We are also pleased that Higher Education has been combined with Science and Technology. This is a historic opportunity for the new Department of Higher Education to sharpen the focus of our tertiary institutions on the kind of human capabilities needed to increase investment and catalyse the growth in Small and Medium Enterprises.
BLSA also joins South Africans in welcoming the transformation of cabinet, particularly the increased representation of women, who now constitute 50%, and a younger generation of ministers, which bodes well for the future. We especially commend the continuity in the Finance, Public Enterprises, and Basic Education ministries, which are all critical in accelerating the inclusive socio-economic growth agenda. We hope to see progress, particularly in the urgent task of stabilising Eskom’s power generation capacity. A new executive leadership under a capable and fearless CEO and board are a sine qua non for the power utility’s turnaround.
Let’s also put our shoulders to the wheel and provide clarity on land reforms.
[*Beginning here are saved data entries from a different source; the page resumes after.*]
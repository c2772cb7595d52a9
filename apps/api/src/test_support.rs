//! Shared fixtures for unit tests.

use std::sync::atomic::{AtomicUsize, Ordering};
use std::sync::Mutex;

use async_trait::async_trait;

use crate::llm_client::{CompletionService, LlmError};

/// Two-page PDF: "Alpha Bravo" on page one, "Charlie Delta" on page two (Helvetica).
pub const TWO_PAGE_PDF: &[u8] = include_bytes!("../tests/fixtures/two_pages.pdf");

/// What a `StubCompletion` answers with.
#[derive(Debug, Clone)]
pub enum StubReply {
    Text(String),
    Status(u16, String),
    Empty,
}

/// In-process `CompletionService` that records every call.
#[derive(Debug)]
pub struct StubCompletion {
    reply: StubReply,
    calls: AtomicUsize,
    last_prompt: Mutex<Option<String>>,
}

impl StubCompletion {
    pub fn new(reply: StubReply) -> Self {
        Self {
            reply,
            calls: AtomicUsize::new(0),
            last_prompt: Mutex::new(None),
        }
    }

    pub fn calls(&self) -> usize {
        self.calls.load(Ordering::SeqCst)
    }

    pub fn last_prompt(&self) -> Option<String> {
        self.last_prompt.lock().unwrap().clone()
    }
}

#[async_trait]
impl CompletionService for StubCompletion {
    async fn complete(&self, prompt: &str, _system: &str) -> Result<String, LlmError> {
        self.calls.fetch_add(1, Ordering::SeqCst);
        *self.last_prompt.lock().unwrap() = Some(prompt.to_string());

        match &self.reply {
            StubReply::Text(text) => Ok(text.clone()),
            StubReply::Status(status, body) => Err(LlmError::Api {
                status: *status,
                body: body.clone(),
            }),
            StubReply::Empty => Err(LlmError::EmptyContent),
        }
    }
}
We trust that the merger of the Land and Agriculture departments under the capable and experienced leadership of Minister Thoko Didiza will prioritise this long overdue yet critical policy matter.
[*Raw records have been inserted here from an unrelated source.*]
// Prompt constants for résumé review.

use crate::llm_client::prompts::JSON_ONLY_SYSTEM;

/// System instruction for résumé review.
pub const REVIEW_SYSTEM: &str = JSON_ONLY_SYSTEM;

/// Review prompt template. Replace `{resume_text}` before sending.
pub const REVIEW_PROMPT_TEMPLATE: &str = r#"You are an HR expert. Review the following resume and respond ONLY with a JSON object in this EXACT format (no explanations, no markdown, no extra keys):
{
  "strengths": ["point1", "point2"],
  "weaknesses": ["point1", "point2"],
  "suggestions": ["point1", "point2"],
  "score": "X/10"
}

Rules:
- "strengths", "weaknesses" and "suggestions" are arrays of short strings.
- "score" is a string of the form "X/10" where X is an integer from 0 to 10.

Resume:

{resume_text}"#;

/// Builds the review prompt with the résumé text embedded verbatim.
pub fn build_review_prompt(resume_text: &str) -> String {
    REVIEW_PROMPT_TEMPLATE.replace("{resume_text}", resume_text)
}
//! Résumé analysis — prompt the completion service and normalize its reply.
//!
//! Flow: validate text → build prompt → one upstream call → strip fences →
//!       parse-or-fallback. Upstream failures propagate; unusable content does not.

pub mod handlers;
pub mod normalize;
pub mod prompts;

use tracing::{info, warn};

use crate::analysis::normalize::normalize_completion;
use crate::analysis::prompts::{build_review_prompt, REVIEW_SYSTEM};
use crate::auth::Identity;
use crate::errors::AppError;
use crate::llm_client::CompletionService;
use crate::models::analysis::AnalysisOutcome;

/// Shortest résumé text (in characters, after trimming) worth sending upstream.
pub const MIN_RESUME_CHARS: usize = 50;

/// Rejects empty or too-short résumé text before anything is sent upstream.
pub fn validate_resume_text(resume_text: &str) -> Result<(), AppError> {
    let length = resume_text.trim().chars().count();
    if length == 0 {
        return Err(AppError::Validation("No resume text provided".to_string()));
    }
    if length < MIN_RESUME_CHARS {
        return Err(AppError::Validation(format!(
            "Resume text must be at least {MIN_RESUME_CHARS} characters"
        )));
    }
    Ok(())
}

/// Reviews `resume_text` for `identity`. Callers validate the text first.
pub async fn analyze(
    identity: &Identity,
    resume_text: &str,
    llm: &dyn CompletionService,
) -> Result<AnalysisOutcome, AppError> {
    let prompt = build_review_prompt(resume_text);
    let completion = llm.complete(&prompt, REVIEW_SYSTEM).await?;

    let outcome = normalize_completion(&completion);
    if outcome.is_fallback() {
        warn!(
            username = %identity.username,
            completion_chars = completion.len(),
            "AI response did not match review schema; returning fallback"
        );
    } else {
        info!(
            username = %identity.username,
            resume_chars = resume_text.len(),
            "resume analyzed"
        );
    }
    Ok(outcome)
}
use axum::{extract::State, Json};

use crate::analysis::{analyze, validate_resume_text};
use crate::auth::extractor::AuthUser;
use crate::errors::AppError;
use crate::json::ApiJson;
use crate::models::analysis::{AnalysisOutcome, AnalysisRequest};
use crate::state::AppState;

/// POST /api/analyze
///
/// Answers 200 with either the model's review or the fallback record.
/// Auth, input, config, and upstream failures are the only non-200 paths.
pub async fn handle_analyze(
    State(state): State<AppState>,
    AuthUser(identity): AuthUser,
    ApiJson(request): ApiJson<AnalysisRequest>,
) -> Result<Json<AnalysisOutcome>, AppError> {
    validate_resume_text(&request.resume_text)?;

    let llm = state.llm.as_ref().ok_or_else(|| {
        AppError::Misconfiguration("GOOGLE_API_KEY is not configured".to_string())
    })?;

    let outcome = analyze(&identity, &request.resume_text, llm.as_ref()).await?;
    Ok(Json(outcome))
}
Finally, we are confident that the department of health under Minister Mkhize will bring order in the transition to accessible and affordable health services, particularly the supposed confusion surrounding the National Health Insurance initiative.
We hope that the continuity and change that has anchored the new structure and composition of the cabinet will stabilise our institutions, sharpen the capacity of government, and build efficiency and agility in decision-making and the delivery of services.
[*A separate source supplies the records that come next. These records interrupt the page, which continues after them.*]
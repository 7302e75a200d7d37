//! A scripted Tuya device for integration tests. It speaks the device side of
//! the protocol with the crate's own codec and crypto primitives.
#![allow(dead_code)]

use std::time::Duration;
use tokio::io::{AsyncReadExt, AsyncWriteExt};
use tokio::net::{TcpListener, TcpStream};
use tokio::sync::broadcast;
use tuyalink::crypto::hmac_sha256;
use tuyalink::protocol::parse_header;
use tuyalink::session::{NONCE_LEN, derive_session_key};
use tuyalink::{
    CommandType, DeviceEvent, DeviceOptions, FrameCodec, TuyaMessage, Version,
};

pub const DEVICE_ID: &str = "bfbee61e344c952b34gfia";
pub const LOCAL_KEY: &str = "0123456789abcdef";
pub const REMOTE_NONCE: [u8; NONCE_LEN] = *b"fedcba9876543210";

const TIMEOUT: Duration = Duration::from_secs(5);

/// Listener the device under test connects to.
pub async fn listen() -> (TcpListener, u16) {
    let listener = TcpListener::bind("127.0.0.1:0").await.unwrap();
    let port = listener.local_addr().unwrap().port();
    (listener, port)
}

pub fn device_options(version: Version, port: u16) -> DeviceOptions {
    let mut options = DeviceOptions::new(DEVICE_ID, "127.0.0.1", LOCAL_KEY);
    options.port = port;
    options.version = version;
    options
}

/// Next event, failing the test if none arrives in time.
pub async fn next_event(rx: &mut broadcast::Receiver<DeviceEvent>) -> DeviceEvent {
    tokio::time::timeout(TIMEOUT, rx.recv())
        .await
        .expect("timed out waiting for a device event")
        .expect("event channel closed")
}

/// Skip events until one matches.
pub async fn wait_for<F>(rx: &mut broadcast::Receiver<DeviceEvent>, mut pred: F) -> DeviceEvent
where
    F: FnMut(&DeviceEvent) -> bool,
{
    loop {
        let event = next_event(rx).await;
        if pred(&event) {
            return event;
        }
    }
}

/// Device end of one accepted connection.
pub struct SimulatedDevice {
    stream: TcpStream,
    version: Version,
    codec: FrameCodec,
    pending: Vec<u8>,
    seqno: u32,
}

impl SimulatedDevice {
    pub async fn accept(listener: &TcpListener, version: Version) -> Self {
        let (stream, _) = tokio::time::timeout(TIMEOUT, listener.accept())
            .await
            .expect("device was never contacted")
            .unwrap();
        Self {
            stream,
            version,
            codec: FrameCodec::new(version, LOCAL_KEY.as_bytes()).unwrap(),
            pending: Vec::new(),
            seqno: 0,
        }
    }

    pub fn codec(&self) -> &FrameCodec {
        &self.codec
    }

    /// Read exactly one packet from the client, without decoding it.
    pub async fn recv_packet(&mut self) -> Vec<u8> {
        loop {
            if let Ok(header) = parse_header(&self.pending) {
                if self.pending.len() >= header.total_length {
                    return self.pending.drain(..header.total_length).collect();
                }
            }
            let mut buf = [0u8; 1024];
            let n = tokio::time::timeout(TIMEOUT, self.stream.read(&mut buf))
                .await
                .expect("client went quiet")
                .unwrap();
            assert!(n > 0, "client closed the connection");
            self.pending.extend_from_slice(&buf[..n]);
        }
    }

    pub async fn recv(&mut self) -> TuyaMessage {
        let packet = self.recv_packet().await;
        self.codec.decode(&packet).unwrap()
    }

    /// Receive frames until one with the given command arrives.
    pub async fn recv_cmd(&mut self, cmd: CommandType) -> TuyaMessage {
        loop {
            let msg = self.recv().await;
            if msg.cmd == cmd as u32 {
                return msg;
            }
        }
    }

    /// Send a device frame with return code 0.
    pub async fn send(&mut self, cmd: CommandType, payload: &[u8]) {
        self.seqno += 1;
        let msg = TuyaMessage::new(self.version, cmd, payload)
            .with_seqno(self.seqno)
            .with_retcode(0);
        let packet = self.codec.encode(&msg).unwrap();
        self.send_raw(&packet).await;
    }

    pub async fn send_raw(&mut self, bytes: &[u8]) {
        self.stream.write_all(bytes).await.unwrap();
    }

    /// Device side of the 3.4 key exchange. Returns the session key and
    /// switches this end to it.
    pub async fn handshake(&mut self) -> [u8; 16] {
        let start = self.recv_cmd(CommandType::SessKeyNegStart).await;
        let local_nonce: [u8; NONCE_LEN] = start.payload[..NONCE_LEN].try_into().unwrap();

        let mut response = REMOTE_NONCE.to_vec();
        response.extend_from_slice(&hmac_sha256(LOCAL_KEY.as_bytes(), &local_nonce).unwrap());
        self.send(CommandType::SessKeyNegResp, &response).await;

        let finish = self.recv_cmd(CommandType::SessKeyNegFinish).await;
        assert_eq!(
            finish.payload,
            hmac_sha256(LOCAL_KEY.as_bytes(), &REMOTE_NONCE).unwrap().to_vec()
        );

        let session_key =
            derive_session_key(LOCAL_KEY.as_bytes(), &local_nonce, &REMOTE_NONCE).unwrap();
        self.codec = FrameCodec::new(self.version, &session_key).unwrap();
        session_key
    }

    /// Answer every heartbeat until the client goes away or `count` are done.
    pub async fn answer_heartbeats(&mut self, count: usize) {
        for _ in 0..count {
            self.recv_cmd(CommandType::HeartBeat).await;
            self.send(CommandType::HeartBeat, b"").await;
        }
    }
}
Overall, we remain hopeful that we are on the right track to rebuilding our state institutions. Clear definitions of the roles of deputy ministers would assist to calm the fears that such roles are ineffectual. We are delighted with the president’s steadfast commitment to zero tolerance on poor performance, malfeasance, and corruption. We stand by the president’s call that state capture should be defeated. We join all patriotic South Africans to commence the social solidarity agenda and vow to closely monitor all ministries. Let’s get to work.